• _Problem requirements_:
In full and without changes, output the data.

• _Raw data_:
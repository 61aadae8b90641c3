//! Time-of-day program scene schedule
//!
//! Alternative to the crossfade background: the compositor holds one scene per
//! part of the day (e.g. daytime, evening, nighttime) and the program output is
//! switched with a transition whenever the clock crosses a start time.

use std::future::Future;
use std::time::Duration;

use chrono::{Local, NaiveTime};
use tokio::time::{interval, MissedTickBehavior};
use tracing::{debug, info, warn};

use crate::control::SceneControl;
use crate::error::{Error, Result};

/// Default transition used for scene switches
pub const DEFAULT_TRANSITION: &str = "Fade";

/// Default clock check interval
pub const DEFAULT_CHECK_INTERVAL: Duration = Duration::from_millis(60_000);

/// Parse an `HH:MM` start time
pub fn parse_start_time(value: &str) -> Result<NaiveTime> {
    NaiveTime::parse_from_str(value.trim(), "%H:%M")
        .map_err(|e| Error::Config(format!("invalid scene start time '{}': {}", value, e)))
}

/// One scene and the time of day it becomes current
#[derive(Debug, Clone, PartialEq, Eq)]
pub struct SceneEntry {
    pub name: String,
    pub start: NaiveTime,
}

/// Scenes ordered by start time
#[derive(Debug, Clone, PartialEq, Eq)]
pub struct SceneSchedule {
    entries: Vec<SceneEntry>,
    transition: String,
    check_interval: Duration,
}

impl SceneSchedule {
    /// Entries may be given in any order; start times must be distinct
    pub fn new(mut entries: Vec<SceneEntry>, transition: String, check_interval: Duration) -> Result<Self> {
        if entries.is_empty() {
            return Err(Error::Config("scene schedule has no entries".to_string()));
        }
        if check_interval.is_zero() {
            return Err(Error::Config("scene check interval must be non-zero".to_string()));
        }
        entries.sort_by_key(|entry| entry.start);
        if let Some(pair) = entries.windows(2).find(|pair| pair[0].start == pair[1].start) {
            return Err(Error::Config(format!(
                "scenes '{}' and '{}' share start time {}",
                pair[0].name,
                pair[1].name,
                pair[0].start.format("%H:%M")
            )));
        }

        Ok(Self {
            entries,
            transition,
            check_interval,
        })
    }

    pub fn entries(&self) -> &[SceneEntry] {
        &self.entries
    }

    pub fn transition(&self) -> &str {
        &self.transition
    }

    pub fn check_interval(&self) -> Duration {
        self.check_interval
    }

    /// Scene current at `time`: the latest start not after `time`, wrapping
    /// to the last scene of the day before the earliest start
    pub fn scene_for(&self, time: NaiveTime) -> &SceneEntry {
        self.entries
            .iter()
            .rev()
            .find(|entry| entry.start <= time)
            .or_else(|| self.entries.last())
            .unwrap_or(&self.entries[0])
    }
}

/// Applies a [`SceneSchedule`] through a scene-capable channel
pub struct SceneSwitcher<C> {
    channel: C,
    schedule: SceneSchedule,
    current: Option<String>,
}

impl<C: SceneControl> SceneSwitcher<C> {
    pub fn new(channel: C, schedule: SceneSchedule) -> Self {
        Self {
            channel,
            schedule,
            current: None,
        }
    }

    /// Scene last switched to successfully
    pub fn current(&self) -> Option<&str> {
        self.current.as_deref()
    }

    pub fn channel(&self) -> &C {
        &self.channel
    }

    /// Switch if the scene for `time` differs from the current one.
    ///
    /// Returns the new scene name when a switch happened. A failed switch is
    /// logged and retried on the next check.
    pub async fn check(&mut self, time: NaiveTime) -> Option<String> {
        let scene = self.schedule.scene_for(time).name.clone();
        if self.current.as_deref() == Some(scene.as_str()) {
            debug!("Scene {} still current at {}", scene, time.format("%H:%M"));
            return None;
        }

        if let Err(e) = self.channel.set_scene_transition(&self.schedule.transition).await {
            warn!("Failed to select transition {}: {}", self.schedule.transition, e);
        }
        match self.channel.set_program_scene(&scene).await {
            Ok(()) => {
                info!("Switched to scene: {}", scene);
                self.current = Some(scene.clone());
                Some(scene)
            }
            Err(e) => {
                warn!("Failed to switch to scene {}: {}", scene, e);
                None
            }
        }
    }

    /// Check the local clock every check interval until `shutdown` resolves
    pub async fn run<F>(&mut self, shutdown: F)
    where
        F: Future<Output = ()>,
    {
        let mut shutdown = std::pin::pin!(shutdown);
        let mut timer = interval(self.schedule.check_interval);
        timer.set_missed_tick_behavior(MissedTickBehavior::Skip);

        info!(
            "Scene schedule started ({} scenes, transition {})",
            self.schedule.entries.len(),
            self.schedule.transition
        );

        loop {
            tokio::select! {
                biased;
                _ = &mut shutdown => {
                    info!("Scene schedule stopping");
                    break;
                }
                _ = timer.tick() => {
                    self.check(Local::now().time()).await;
                }
            }
        }
    }

    pub fn into_channel(self) -> C {
        self.channel
    }
}

#[cfg(test)]
mod tests {
    use super::*;

    fn time(value: &str) -> NaiveTime {
        parse_start_time(value).unwrap()
    }

    fn day_schedule() -> SceneSchedule {
        SceneSchedule::new(
            vec![
                SceneEntry {
                    name: "Nighttime Scene".to_string(),
                    start: time("22:00"),
                },
                SceneEntry {
                    name: "Daytime Scene".to_string(),
                    start: time("06:00"),
                },
                SceneEntry {
                    name: "Evening Scene".to_string(),
                    start: time("18:00"),
                },
            ],
            DEFAULT_TRANSITION.to_string(),
            DEFAULT_CHECK_INTERVAL,
        )
        .unwrap()
    }

    #[test]
    fn test_scene_for_time_of_day() {
        let schedule = day_schedule();
        assert_eq!(schedule.scene_for(time("06:00")).name, "Daytime Scene");
        assert_eq!(schedule.scene_for(time("12:30")).name, "Daytime Scene");
        assert_eq!(schedule.scene_for(time("17:59")).name, "Daytime Scene");
        assert_eq!(schedule.scene_for(time("18:00")).name, "Evening Scene");
        assert_eq!(schedule.scene_for(time("21:59")).name, "Evening Scene");
        assert_eq!(schedule.scene_for(time("22:00")).name, "Nighttime Scene");
    }

    #[test]
    fn test_scene_for_wraps_past_midnight() {
        let schedule = day_schedule();
        assert_eq!(schedule.scene_for(time("00:00")).name, "Nighttime Scene");
        assert_eq!(schedule.scene_for(time("05:59")).name, "Nighttime Scene");
    }

    #[test]
    fn test_entries_sorted_by_start() {
        let schedule = day_schedule();
        let names: Vec<&str> = schedule
            .entries()
            .iter()
            .map(|e| e.name.as_str())
            .collect();
        assert_eq!(names, vec!["Daytime Scene", "Evening Scene", "Nighttime Scene"]);
    }

    #[test]
    fn test_invalid_schedules_rejected() {
        assert!(SceneSchedule::new(Vec::new(), "Fade".to_string(), DEFAULT_CHECK_INTERVAL).is_err());

        let duplicate = vec![
            SceneEntry {
                name: "A".to_string(),
                start: time("06:00"),
            },
            SceneEntry {
                name: "B".to_string(),
                start: time("06:00"),
            },
        ];
        assert!(SceneSchedule::new(duplicate, "Fade".to_string(), DEFAULT_CHECK_INTERVAL).is_err());
    }

    #[test]
    fn test_parse_start_time() {
        assert_eq!(time(" 18:00 "), NaiveTime::from_hms_opt(18, 0, 0).unwrap());
        assert!(parse_start_time("25:00").is_err());
        assert!(parse_start_time("6pm").is_err());
    }
}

• _Exercise result_:
repository 61aadae8b90641c3
//! Time-of-day program scene schedule
//!
//! Alternative to the crossfade background: the compositor holds one scene per
//! part of the day (e.g. daytime, evening, nighttime) and the program output is
//! switched with a transition whenever the clock crosses a start time.

use std::future::Future;
use std::time::Duration;

use chrono::{Local, NaiveTime};
use tokio::time::{interval, MissedTickBehavior};
use tracing::{debug, info, warn};

use crate::control::SceneControl;
use crate::error::{Error, Result};

/// Default transition used for scene switches
pub const DEFAULT_TRANSITION: &str = "Fade";

/// Default clock check interval
pub const DEFAULT_CHECK_INTERVAL: Duration = Duration::from_millis(60_000);

/// Parse an `HH:MM` start time
pub fn parse_start_time(value: &str) -> Result<NaiveTime> {
    NaiveTime::parse_from_str(value.trim(), "%H:%M")
        .map_err(|e| Error::Config(format!("invalid scene start time '{}': {}", value, e)))
}

/// One scene and the time of day it becomes current
#[derive(Debug, Clone, PartialEq, Eq)]
pub struct SceneEntry {
    pub name: String,
    pub start: NaiveTime,
}

/// Scenes ordered by start time
#[derive(Debug, Clone, PartialEq, Eq)]
pub struct SceneSchedule {
    entries: Vec<SceneEntry>,
    transition: String,
    check_interval: Duration,
}

impl SceneSchedule {
    /// Entries may be given in any order; start times must be distinct
    pub fn new(mut entries: Vec<SceneEntry>, transition: String, check_interval: Duration) -> Result<Self> {
        if entries.is_empty() {
            return Err(Error::Config("scene schedule has no entries".to_string()));
        }
        if check_interval.is_zero() {
            return Err(Error::Config("scene check interval must be non-zero".to_string()));
        }
        entries.sort_by_key(|entry| entry.start);
        if let Some(pair) = entries.windows(2).find(|pair| pair[0].start == pair[1].start) {
            return Err(Error::Config(format!(
                "scenes '{}' and '{}' share start time {}",
                pair[0].name,
                pair[1].name,
                pair[0].start.format("%H:%M")
            )));
        }

        Ok(Self {
            entries,
            transition,
            check_interval,
        })
    }

    pub fn entries(&self) -> &[SceneEntry] {
        &self.entries
    }

    pub fn transition(&self) -> &str {
        &self.transition
    }

    pub fn check_interval(&self) -> Duration {
        self.check_interval
    }

    /// Scene current at `time`: the latest start not after `time`, wrapping
    /// to the last scene of the day before the earliest start
    pub fn scene_for(&self, time: NaiveTime) -> &SceneEntry {
        self.entries
            .iter()
            .rev()
            .find(|entry| entry.start <= time)
            .or_else(|| self.entries.last())
            .unwrap_or(&self.entries[0])
    }
}

/// Applies a [`SceneSchedule`] through a scene-capable channel
pub struct SceneSwitcher<C> {
    channel: C,
    schedule: SceneSchedule,
    current: Option<String>,
}

impl<C: SceneControl> SceneSwitcher<C> {
    pub fn new(channel: C, schedule: SceneSchedule) -> Self {
        Self {
            channel,
            schedule,
            current: None,
        }
    }

    /// Scene last switched to successfully
    pub fn current(&self) -> Option<&str> {
        self.current.as_deref()
    }

    pub fn channel(&self) -> &C {
        &self.channel
    }

    /// Switch if the scene for `time` differs from the current one.
    ///
    /// Returns the new scene name when a switch happened. A failed switch is
    /// logged and retried on the next check.
    pub async fn check(&mut self, time: NaiveTime) -> Option<String> {
        let scene = self.schedule.scene_for(time).name.clone();
        if self.current.as_deref() == Some(scene.as_str()) {
            debug!("Scene {} still current at {}", scene, time.format("%H:%M"));
            return None;
        }

        if let Err(e) = self.channel.set_scene_transition(&self.schedule.transition).await {
            warn!("Failed to select transition {}: {}", self.schedule.transition, e);
        }
        match self.channel.set_program_scene(&scene).await {
            Ok(()) => {
                info!("Switched to scene: {}", scene);
                self.current = Some(scene.clone());
                Some(scene)
            }
            Err(e) => {
                warn!("Failed to switch to scene {}: {}", scene, e);
                None
            }
        }
    }

    /// Check the local clock every check interval until `shutdown` resolves
    pub async fn run<F>(&mut self, shutdown: F)
    where
        F: Future<Output = ()>,
    {
        let mut shutdown = std::pin::pin!(shutdown);
        let mut timer = interval(self.schedule.check_interval);
        timer.set_missed_tick_behavior(MissedTickBehavior::Skip);

        info!(
            "Scene schedule started ({} scenes, transition {})",
            self.schedule.entries.len(),
            self.schedule.transition
        );

        loop {
            tokio::select! {
                biased;
                _ = &mut shutdown => {
                    info!("Scene schedule stopping");
                    break;
                }
                _ = timer.tick() => {
                    self.check(Local::now().time()).await;
                }
            }
        }
    }

    pub fn into_channel(self) -> C {
        self.channel
    }
}

#[cfg(test)]
mod tests {
    use super::*;

    fn time(value: &str) -> NaiveTime {
        parse_start_time(value).unwrap()
    }

    fn day_schedule() -> SceneSchedule {
        SceneSchedule::new(
            vec![
                SceneEntry {
                    name: "Nighttime Scene".to_string(),
                    start: time("22:00"),
                },
                SceneEntry {
                    name: "Daytime Scene".to_string(),
                    start: time("06:00"),
                },
                SceneEntry {
                    name: "Evening Scene".to_string(),
                    start: time("18:00"),
                },
            ],
            DEFAULT_TRANSITION.to_string(),
            DEFAULT_CHECK_INTERVAL,
        )
        .unwrap()
    }

    #[test]
    fn test_scene_for_time_of_day() {
        let schedule = day_schedule();
        assert_eq!(schedule.scene_for(time("06:00")).name, "Daytime Scene");
        assert_eq!(schedule.scene_for(time("12:30")).name, "Daytime Scene");
        assert_eq!(schedule.scene_for(time("17:59")).name, "Daytime Scene");
        assert_eq!(schedule.scene_for(time("18:00")).name, "Evening Scene");
        assert_eq!(schedule.scene_for(time("21:59")).name, "Evening Scene");
        assert_eq!(schedule.scene_for(time("22:00")).name, "Nighttime Scene");
    }

    #[test]
    fn test_scene_for_wraps_past_midnight() {
        let schedule = day_schedule();
        assert_eq!(schedule.scene_for(time("00:00")).name, "Nighttime Scene");
        assert_eq!(schedule.scene_for(time("05:59")).name, "Nighttime Scene");
    }

    #[test]
    fn test_entries_sorted_by_start() {
        let schedule = day_schedule();
        let names: Vec<&str> = schedule
            .entries()
            .iter()
            .map(|e| e.name.as_str())
            .collect();
        assert_eq!(names, vec!["Daytime Scene", "Evening Scene", "Nighttime Scene"]);
    }

    #[test]
    fn test_invalid_schedules_rejected() {
        assert!(SceneSchedule::new(Vec::new(), "Fade".to_string(), DEFAULT_CHECK_INTERVAL).is_err());

        let duplicate = vec![
            SceneEntry {
                name: "A".to_string(),
                start: time("06:00"),
            },
            SceneEntry {
                name: "B".to_string(),
                start: time("06:00"),
            },
        ];
        assert!(SceneSchedule::new(duplicate, "Fade".to_string(), DEFAULT_CHECK_INTERVAL).is_err());
    }

    #[test]
    fn test_parse_start_time() {
        assert_eq!(time(" 18:00 "), NaiveTime::from_hms_opt(18, 0, 0).unwrap());
        assert!(parse_start_time("25:00").is_err());
        assert!(parse_start_time("6pm").is_err());
    }
}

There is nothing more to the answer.